STUDY MATERIAL =>
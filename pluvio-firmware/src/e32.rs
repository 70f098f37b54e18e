//! EBYTE E32 radio-serial modem wrapper
//!
//! The modem runs in transparent transmission mode: application bytes pass
//! through unmodified, so the link is a raw half-duplex byte pipe at the
//! UART. This wrapper only covers mode pin handling and burst-oriented
//! UART I/O; all protocol logic lives in pluvio-core.

use embassy_rp::gpio::{Input, Output};
use embassy_rp::uart::{BufferedUartRx, BufferedUartTx, Error as UartError};
use embassy_time::{with_timeout, Duration, Timer};
use embedded_io::ReadReady;
use embedded_io_async::{Read, Write};

use pluvio_core::Transport;

/// Gap that terminates one inbound burst
const INTERBYTE_TIMEOUT: Duration = Duration::from_millis(20);

/// Settling time after a mode switch, per the E32 datasheet
const MODE_SWITCH_DELAY: Duration = Duration::from_millis(50);

pub struct E32Link {
    tx: BufferedUartTx,
    rx: BufferedUartRx,
    aux: Input<'static>,
    m0: Output<'static>,
    m1: Output<'static>,
}

impl E32Link {
    pub fn new(
        tx: BufferedUartTx,
        rx: BufferedUartRx,
        aux: Input<'static>,
        m0: Output<'static>,
        m1: Output<'static>,
    ) -> Self {
        Self { tx, rx, aux, m0, m1 }
    }

    /// Drive M0/M1 low for transparent (normal) mode and wait for the modem
    /// to signal ready on AUX.
    pub async fn enter_normal_mode(&mut self) {
        self.m0.set_low();
        self.m1.set_low();
        if self.aux.is_low() {
            self.aux.wait_for_high().await;
        }
        Timer::after(MODE_SWITCH_DELAY).await;
    }
}

impl Transport for E32Link {
    type Error = UartError;

    fn poll_ready(&mut self) -> Result<bool, UartError> {
        self.rx.read_ready()
    }

    async fn send(&mut self, frame: &[u8]) -> Result<(), UartError> {
        self.tx.write_all(frame).await?;
        self.tx.flush().await
    }

    async fn recv(&mut self, buf: &mut [u8]) -> Result<usize, UartError> {
        // poll_ready gated this call, so the first read returns promptly;
        // the burst ends at the first interbyte gap or a full buffer.
        let mut filled = self.rx.read(buf).await?;
        while filled < buf.len() {
            match with_timeout(INTERBYTE_TIMEOUT, self.rx.read(&mut buf[filled..])).await {
                Ok(Ok(0)) => break,
                Ok(Ok(n)) => filled += n,
                Ok(Err(e)) => return Err(e),
                Err(_) => break,
            }
        }
        Ok(filled)
    }
}
//! Rain gauge pulse task
//!
//! The edge wait stands in for the pulse interrupt; each falling edge of
//! the hall sensor increments the shared counter through its
//! critical-section mutex.

use defmt::*;
use embassy_rp::gpio::Input;

use crate::channels::PULSE_COUNTER;

/// Pulse task - counts rain gauge bucket tips
#[embassy_executor::task]
pub async fn pulse_task(mut pin: Input<'static>) {
    info!("Pulse task started");

    loop {
        pin.wait_for_falling_edge().await;
        PULSE_COUNTER.increment();
        trace!("Pulse edge");
    }
}
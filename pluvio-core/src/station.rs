//! Link station: one endpoint's protocol state and loop unit
//!
//! Earlier firmware revisions grew separate, near-duplicate loops for
//! telemetry-only, config-command, and receive-then-send operation. The
//! station consolidates them: one `poll` services the receive side and the
//! telemetry send side in a single cooperative iteration, driven by the
//! active configuration.

use embassy_sync::blocking_mutex::raw::RawMutex;

use pluvio_protocol::{ConfigFrame, EventCode, TelemetryFrame, MAX_WIRE_SIZE};

use crate::config::ConfigSnapshot;
use crate::counter::PulseCounter;
use crate::cycler::EventCycler;
use crate::dispatch::{DispatchError, Inbound};
use crate::transport::Transport;

/// Station construction parameters
pub struct StationConfig<'a> {
    /// Event codes cycled through outgoing telemetry
    pub cycle_events: &'a [EventCode],
    /// Seconds between event cycle advances
    pub event_switch_interval_s: u32,
    /// Configuration active until a command replaces it
    pub initial: ConfigSnapshot,
}

/// Per-iteration link error
#[derive(Debug, Clone, Copy, PartialEq, Eq)]
#[cfg_attr(feature = "defmt", derive(defmt::Format))]
pub enum LinkError<E> {
    /// Underlying transport failed; propagated, never retried here
    Transport(E),
    /// The received frame was rejected; the station stays usable
    Dispatch(DispatchError),
}

/// Protocol endpoint state: event cycle, active configuration, message-id
/// counter, and the telemetry send clock.
pub struct Station {
    cycler: EventCycler,
    active: ConfigSnapshot,
    message_id: u16,
    last_telemetry_ms: Option<u64>,
}

impl Station {
    pub fn new(config: StationConfig<'_>) -> Self {
        Self {
            cycler: EventCycler::new(config.cycle_events, config.event_switch_interval_s),
            active: config.initial,
            message_id: 0,
            last_telemetry_ms: None,
        }
    }

    /// Configuration currently installed on this endpoint.
    pub fn active_config(&self) -> ConfigSnapshot {
        self.active
    }

    fn next_message_id(&mut self) -> u16 {
        self.message_id = self.message_id.wrapping_add(1);
        self.message_id
    }

    fn telemetry_due(&self, now_ms: u64) -> bool {
        match self.last_telemetry_ms {
            None => true,
            Some(last) => {
                now_ms.saturating_sub(last) >= u64::from(self.active.wakeup_interval_sec) * 1000
            }
        }
    }

    /// One cooperative link iteration: service the receive side, then send
    /// telemetry when the report interval has elapsed.
    ///
    /// Each unit of work runs to completion; pacing between calls is the
    /// caller's concern. A dispatch error drops that one frame and leaves
    /// the station usable for the next iteration.
    pub async fn poll<T: Transport, M: RawMutex>(
        &mut self,
        link: &mut T,
        pulses: &PulseCounter<M>,
        now_ms: u64,
    ) -> Result<Option<Inbound>, LinkError<T::Error>> {
        let mut inbound = None;
        if link.poll_ready().map_err(LinkError::Transport)? {
            let mut buf = [0u8; MAX_WIRE_SIZE];
            let n = link.recv(&mut buf).await.map_err(LinkError::Transport)?;
            let message = Inbound::from_wire(&buf[..n]).map_err(LinkError::Dispatch)?;
            if let Inbound::ConfigApplied(snapshot) | Inbound::ConfigReset(snapshot) = message {
                self.active = snapshot;
                self.send_config_ack(link).await?;
            }
            inbound = Some(message);
        }

        if self.telemetry_due(now_ms) {
            self.send_telemetry(link, pulses, now_ms).await?;
        }
        Ok(inbound)
    }

    /// Build and send one telemetry frame from the cycled event code and
    /// the drained pulse count.
    pub async fn send_telemetry<T: Transport, M: RawMutex>(
        &mut self,
        link: &mut T,
        pulses: &PulseCounter<M>,
        now_ms: u64,
    ) -> Result<TelemetryFrame, LinkError<T::Error>> {
        let event = self.cycler.poll(now_ms);
        let frame = TelemetryFrame::new(
            self.next_message_id(),
            event.to_raw(),
            now_ms as u32,
            pulses.read_and_reset(),
        );
        link.send(&frame.to_wire())
            .await
            .map_err(LinkError::Transport)?;
        self.last_telemetry_ms = Some(now_ms);
        Ok(frame)
    }

    /// Issue SET_CONFIG carrying `settings` to the peer.
    pub async fn send_config_request<T: Transport>(
        &mut self,
        link: &mut T,
        settings: &ConfigSnapshot,
    ) -> Result<ConfigFrame, LinkError<T::Error>> {
        let frame = settings.to_frame(self.next_message_id(), EventCode::SetConfig);
        link.send(&frame.to_wire())
            .await
            .map_err(LinkError::Transport)?;
        Ok(frame)
    }

    /// Issue RESET_CONFIG. Parameter fields ride along zeroed; only the
    /// event code is meaningful to the responder.
    pub async fn send_config_reset<T: Transport>(
        &mut self,
        link: &mut T,
    ) -> Result<ConfigFrame, LinkError<T::Error>> {
        let frame = ConfigFrame::new(
            self.next_message_id(),
            EventCode::ResetConfig.to_raw(),
            0,
            0,
            0,
            0,
        );
        link.send(&frame.to_wire())
            .await
            .map_err(LinkError::Transport)?;
        Ok(frame)
    }

    /// Answer an applied command with the values actually installed.
    async fn send_config_ack<T: Transport>(
        &mut self,
        link: &mut T,
    ) -> Result<(), LinkError<T::Error>> {
        let message_id = self.next_message_id();
        let frame = self
            .active
            .to_frame(message_id, EventCode::SetConfigResponse);
        link.send(&frame.to_wire())
            .await
            .map_err(LinkError::Transport)
    }
}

REQUIREMENT =>
For the material above, reproduce exactly the lines from the line with "self.rx.read_ready()" to the line with "filename pluvio-core/src/station.rs", inclusive, and exclude all others.

REPLY =>
        self.rx.read_ready()
    }

    async fn send(&mut self, frame: &[u8]) -> Result<(), UartError> {
        self.tx.write_all(frame).await?;
        self.tx.flush().await
    }

    async fn recv(&mut self, buf: &mut [u8]) -> Result<usize, UartError> {
        // poll_ready gated this call, so the first read returns promptly;
        // the burst ends at the first interbyte gap or a full buffer.
        let mut filled = self.rx.read(buf).await?;
        while filled < buf.len() {
            match with_timeout(INTERBYTE_TIMEOUT, self.rx.read(&mut buf[filled..])).await {
                Ok(Ok(0)) => break,
                Ok(Ok(n)) => filled += n,
                Ok(Err(e)) => return Err(e),
                Err(_) => break,
            }
        }
        Ok(filled)
    }
}
//! Rain gauge pulse task
//!
//! The edge wait stands in for the pulse interrupt; each falling edge of
//! the hall sensor increments the shared counter through its
//! critical-section mutex.

use defmt::*;
use embassy_rp::gpio::Input;

use crate::channels::PULSE_COUNTER;

/// Pulse task - counts rain gauge bucket tips
#[embassy_executor::task]
pub async fn pulse_task(mut pin: Input<'static>) {
    info!("Pulse task started");

    loop {
        pin.wait_for_falling_edge().await;
        PULSE_COUNTER.increment();
        trace!("Pulse edge");
    }
}
filename pluvio-core/src/station.rs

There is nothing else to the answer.